Recorded data:

=== Section Start ===

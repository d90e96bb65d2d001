//! # Core Module
//!
//! Configuration, Discord limits and shared embed builders.
//!
//! - **Version**: 1.2.0
//! - **Since**: 0.1.0
//! - **Toggleable**: false
//!
//! ## Changelog
//! - 1.2.0: Add embeds module (colours, JSON conversion, bug-report row)
//! - 1.1.0: Add response module with Discord truncation utilities
//! - 1.0.0: Initial creation with config module

pub mod config;
pub mod embeds;
pub mod response;

pub use config::Config;
pub use response::{
    format_number, group_digits, truncate, truncate_for_embed, truncate_for_field, truncate_for_message, truncate_for_select,
    EMBED_LIMIT, FIELD_LIMIT, MESSAGE_LIMIT,
};
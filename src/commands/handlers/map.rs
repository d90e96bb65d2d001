//! Map command handler
//!
//! Handles: map
//!
//! - **Version**: 1.0.0
//! - **Since**: 1.4.0

use anyhow::Result;
use async_trait::async_trait;
use log::debug;
use serenity::builder::{CreateApplicationCommand, CreateComponents, CreateEmbed};
use std::sync::Arc;

use crate::commands::context::CommandContext;
use crate::commands::error::{into_message, CommandError};
use crate::commands::handler::SlashCommandHandler;
use crate::commands::slash::{self, get_string_option, leaf_options};
use crate::core::embeds::{add_report_bug_row, component_rows, CYBER};
use crate::features::maps::{closest, MapInfo};
use crate::features::towers::display_name;
use crate::interactions::model::{CommandData, Interaction};
use crate::interactions::{InteractionResponse, ReplyData};

pub const MAPS_UNAVAILABLE: &str = "Map data is not available right now.";

pub struct MapHandler;

pub fn map_embed(name: &str, map: &MapInfo) -> CreateEmbed {
    let mut embed = CreateEmbed::default();
    embed
        .colour(CYBER)
        .title(display_name(name))
        .field("Map length (RBS)", &map.length, true)
        .field("Object count", map.objects, true)
        .field("Complete removal cost", map.clear_out_cost, true)
        .field("Water composition", &map.water_composition, true)
        .field("Entrances and exits", &map.ends, true)
        .field("Version added", &map.version, true);
    embed
}

#[async_trait]
impl SlashCommandHandler for MapHandler {
    fn command_names(&self) -> &'static [&'static str] {
        &["map"]
    }

    fn declarations(&self) -> Vec<CreateApplicationCommand> {
        slash::map::create_commands()
    }

    async fn handle(
        &self,
        ctx: Arc<CommandContext>,
        _interaction: &Interaction,
        command: &CommandData,
    ) -> Result<InteractionResponse> {
        let query = get_string_option(leaf_options(command), "map").unwrap_or_default();

        let reply = closest(&ctx.data.maps, &query)
            .ok_or_else(|| CommandError::Unavailable(MAPS_UNAVAILABLE.into()))
            .map(|(name, map)| {
                debug!("Map query {query:?} matched {name}");
                let mut components = CreateComponents::default();
                add_report_bug_row(&mut components);
                ReplyData::new()
                    .embed(map_embed(name, map))
                    .components(component_rows(components))
            });

        Ok(into_message(reply))
    }
}
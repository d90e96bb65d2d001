//! Webhook HTTP server
//!
//! `POST /interactions` receives every interaction Discord sends; `GET /health`
//! answers `OK`. Failures are answered with a bare status code:
//!
//! - 401: missing or bad signature
//! - 400: body is not a valid interaction
//! - 500: no handler could be resolved, or the handler failed
//!
//! - **Version**: 1.0.0
//! - **Since**: 1.0.0

use anyhow::{Context, Result};
use axum::body::Bytes;
use axum::extract::State;
use axum::http::{HeaderMap, StatusCode};
use axum::response::{IntoResponse, Response};
use axum::routing::{get, post};
use axum::Router;
use log::{error, info, warn};
use std::net::SocketAddr;
use std::sync::Arc;
use uuid::Uuid;

use super::dispatch::{DispatchError, Dispatcher};
use super::model::Interaction;
use super::verify::{SignatureVerifier, SIGNATURE_HEADER, TIMESTAMP_HEADER};

#[derive(Clone)]
pub struct AppState {
    verifier: Arc<SignatureVerifier>,
    dispatcher: Dispatcher,
}

impl AppState {
    pub fn new(verifier: SignatureVerifier, dispatcher: Dispatcher) -> Self {
        Self {
            verifier: Arc::new(verifier),
            dispatcher,
        }
    }
}

pub fn router(state: AppState) -> Router {
    Router::new()
        .route("/interactions", post(handle_interaction))
        .route("/health", get(health))
        .with_state(state)
}

/// Bind `bind_addr` and serve until the process stops
pub async fn serve(bind_addr: SocketAddr, state: AppState) -> Result<()> {
    let listener = tokio::net::TcpListener::bind(bind_addr)
        .await
        .with_context(|| format!("failed to bind {bind_addr}"))?;
    info!("🚀 Listening for interactions on {bind_addr}");

    axum::serve(listener, router(state))
        .await
        .context("interaction server stopped")?;
    Ok(())
}

async fn health() -> &'static str {
    "OK"
}

fn header<'a>(headers: &'a HeaderMap, name: &str) -> Option<&'a str> {
    headers.get(name).and_then(|value| value.to_str().ok())
}

async fn handle_interaction(
    State(state): State<AppState>,
    headers: HeaderMap,
    body: Bytes,
) -> Response {
    let request_id = Uuid::new_v4();

    if let Err(e) = state.verifier.verify(
        header(&headers, SIGNATURE_HEADER),
        header(&headers, TIMESTAMP_HEADER),
        &body,
    ) {
        warn!("[{request_id}] 🔒 {e}");
        return StatusCode::UNAUTHORIZED.into_response();
    }

    let interaction = match Interaction::from_slice(&body) {
        Ok(interaction) => interaction,
        Err(e) => {
            warn!("[{request_id}] Unparseable interaction body: {e}");
            return StatusCode::BAD_REQUEST.into_response();
        }
    };

    match state.dispatcher.dispatch(&interaction, request_id).await {
        Ok(response) => response.into_response(),
        Err(DispatchError::Handler(e)) => {
            error!("[{request_id}] ❌ {} handler failed: {e:#}", interaction.kind_name());
            StatusCode::INTERNAL_SERVER_ERROR.into_response()
        }
        Err(e) => {
            warn!("[{request_id}] Unroutable {}: {e}", interaction.kind_name());
            StatusCode::INTERNAL_SERVER_ERROR.into_response()
        }
    }
}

=== Section End ===

● **THE PROBLEM**: The answer is the run of lines above from the line containing "let request_id = Uuid::new_v4();" through the line containing "let interaction = match", copied exactly and alone.

● **TASK OUTPUT**:
    let request_id = Uuid::new_v4();

    if let Err(e) = state.verifier.verify(
        header(&headers, SIGNATURE_HEADER),
        header(&headers, TIMESTAMP_HEADER),
        &body,
    ) {
        warn!("[{request_id}] 🔒 {e}");
        return StatusCode::UNAUTHORIZED.into_response();
    }

    let interaction = match Interaction::from_slice(&body) {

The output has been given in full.